Había finalizado la guerra y los que sobrevivimos al horror, el
holocausto, y la miseria humana, volvíamos a casa, éramos los sin patria.
¿Qué era la patria, eso de lo
que tanto había oído hablar a mi corta edad, qué era la patria para esos niños
pequeños como yo?
La patria era un lugar tibiecito donde estaban nuestros padres,
hermanos y abuelos, donde se olía a tortas de limón, jabones perfumados de
pino, donde los jardines cubiertos de jazmines era el lugar ideal para jugar a
la hora donde la siesta de los adultos nos daba piedra libre, eso era la patria
para mí.
Al volver a ella pensé encontrarme con mis muñecas de trapo, los
almohadones tejidos por la bobe, las sábanas suavecitas, perfumadas y secadas
en ese sol rojo que se descolgaba del cielo para iluminar esa patria, mi
patria.
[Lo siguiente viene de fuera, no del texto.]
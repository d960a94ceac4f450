use axum::{
    extract::{MatchedPath, Request, State},
    http::HeaderValue,
    middleware::Next,
    response::{IntoResponse, Response},
};
use std::sync::Arc;
use std::time::Instant;
use tracing::{Instrument, info, info_span};
use uuid::Uuid;

use crate::api::AppState;

/// GET /metrics
pub async fn get_metrics(State(state): State<Arc<AppState>>) -> impl IntoResponse {
    state.prometheus_handle.as_ref().map_or_else(
        || "Metrics not enabled".to_string(),
        metrics_exporter_prometheus::PrometheusHandle::render,
    )
}

const fn outcome(status: u16) -> &'static str {
    match status {
        500.. => "error",
        400..=499 => "client_error",
        300..=399 => "redirect",
        _ => "success",
    }
}

/// Opens a span per request and records request count and latency.
///
/// `user` is filled in by the session resolver once the cookie is decoded.
pub async fn logging_middleware(req: Request, next: Next) -> Response {
    let start = Instant::now();
    let method = req.method().clone();
    let path = req.uri().path().to_string();

    // Route templates keep label cardinality bounded; unmatched paths collapse.
    let route = req
        .extensions()
        .get::<MatchedPath>()
        .map_or_else(|| "unmatched".to_string(), |mp| mp.as_str().to_string());

    let span = info_span!(
        "request",
        request_id = %Uuid::new_v4(),
        method = %method,
        path = %path,
        user = tracing::field::Empty,
    );

    async move {
        let response = next.run(req).await;
        let elapsed = start.elapsed();
        let status = response.status().as_u16();

        let labels = [
            ("method", method.to_string()),
            ("route", route),
            ("status", status.to_string()),
        ];
        metrics::counter!("anishelf_http_requests_total", &labels).increment(1);
        metrics::histogram!("anishelf_http_request_duration_seconds", &labels)
            .record(elapsed.as_secs_f64());

        info!(
            status_code = status,
            duration_ms = u64::try_from(elapsed.as_millis()).unwrap_or(u64::MAX),
            outcome = outcome(status),
            "Request finished"
        );

        response
    }
    .instrument(span)
    .await
}

pub async fn security_headers_middleware(req: Request, next: Next) -> Response {
    let mut response = next.run(req).await;
    let headers = response.headers_mut();

    headers.insert(
        "x-content-type-options",
        HeaderValue::from_static("nosniff"),
    );
    headers.insert("x-frame-options", HeaderValue::from_static("DENY"));
    headers.insert(
        "referrer-policy",
        HeaderValue::from_static("strict-origin-when-cross-origin"),
    );
    headers.insert(
        "content-security-policy",
        HeaderValue::from_static(
            "default-src 'self'; img-src 'self' data: https:; style-src 'self' 'unsafe-inline'; form-action 'self'; frame-ancestors 'none'; base-uri 'self'",
        ),
    );

    response
}

#[cfg(test)]
mod tests {
    use super::*;
    use axum::{Router, body::Body, http::StatusCode, middleware, routing::get};
    use tower::ServiceExt;

    #[test]
    fn test_outcome_buckets() {
        assert_eq!(outcome(200), "success");
        assert_eq!(outcome(303), "redirect");
        assert_eq!(outcome(404), "client_error");
        assert_eq!(outcome(500), "error");
    }

    #[tokio::test]
    async fn test_security_headers_are_added() {
        let app = Router::new()
            .route("/", get(|| async { "ok" }))
            .layer(middleware::from_fn(security_headers_middleware))
            .layer(middleware::from_fn(logging_middleware));

        let response = app
            .oneshot(axum::http::Request::builder().uri("/").body(Body::empty()).unwrap())
            .await
            .unwrap();

        assert_eq!(response.status(), StatusCode::OK);
        assert_eq!(response.headers()["x-content-type-options"], "nosniff");
        assert_eq!(response.headers()["x-frame-options"], "DENY");
        assert!(response.headers().contains_key("content-security-policy"));
    }
}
Pero la figura que yo tenía de ese lugar antes del abordaje a los
trenes del infierno, ya no existía.
Al regresar a ella me recibió una imagen que no mucho difería de los
lugares donde me había situado la guerra, paredes oscurecidas por el moho y los
bombardeos, techos penetrados por las esquirlas de las bombas, mis muñecas
habían desaparecido al igual que las sábanas bajo ese revoltijo de telas sucias
y raídas, ese lugar que había sido mi patria era la desolación, símbolo de lo vivido.
Pero lo que llamó mi atención fue él, esa caja en estado perfecto junto
a sus teclas blancas y negras donde mi hermana mayor solía pasar las tardes
entreteniendo a la familia, mientras ejecutaba agradables melodías.
Él estaba allí, de pié, entero, plantado como esos árboles erguidos y
orgullosos habiendo soportado los embates de lo peor que nos pueda suceder, la
guerra.
Pero a pesar de ese espanto, él, tal vez había hecho vivir en ese
lugar a ignotos habitantes, un día, o tan solo una noche, una historia de amor,
ya que sobre la tapa del piano yacía intacta en tono y aroma una rosa color
rojo, imagen del amor, una partitura que
dibujaba notas de una melodía romántica descansaba sobre el atril de madera
calada, y una copa con residuos de un vino intenso, que seguramente fueron
protagonistas de los últimos instantes de dos vidas.
Al volver a mirar lo que quedaba de nuestra casa la sentí distinta,
por nuestro piano, la partitura, la rosa y la copa de vino que habrán servido
de marco a dos seres que tal vez estarían buscando su patria antes del final.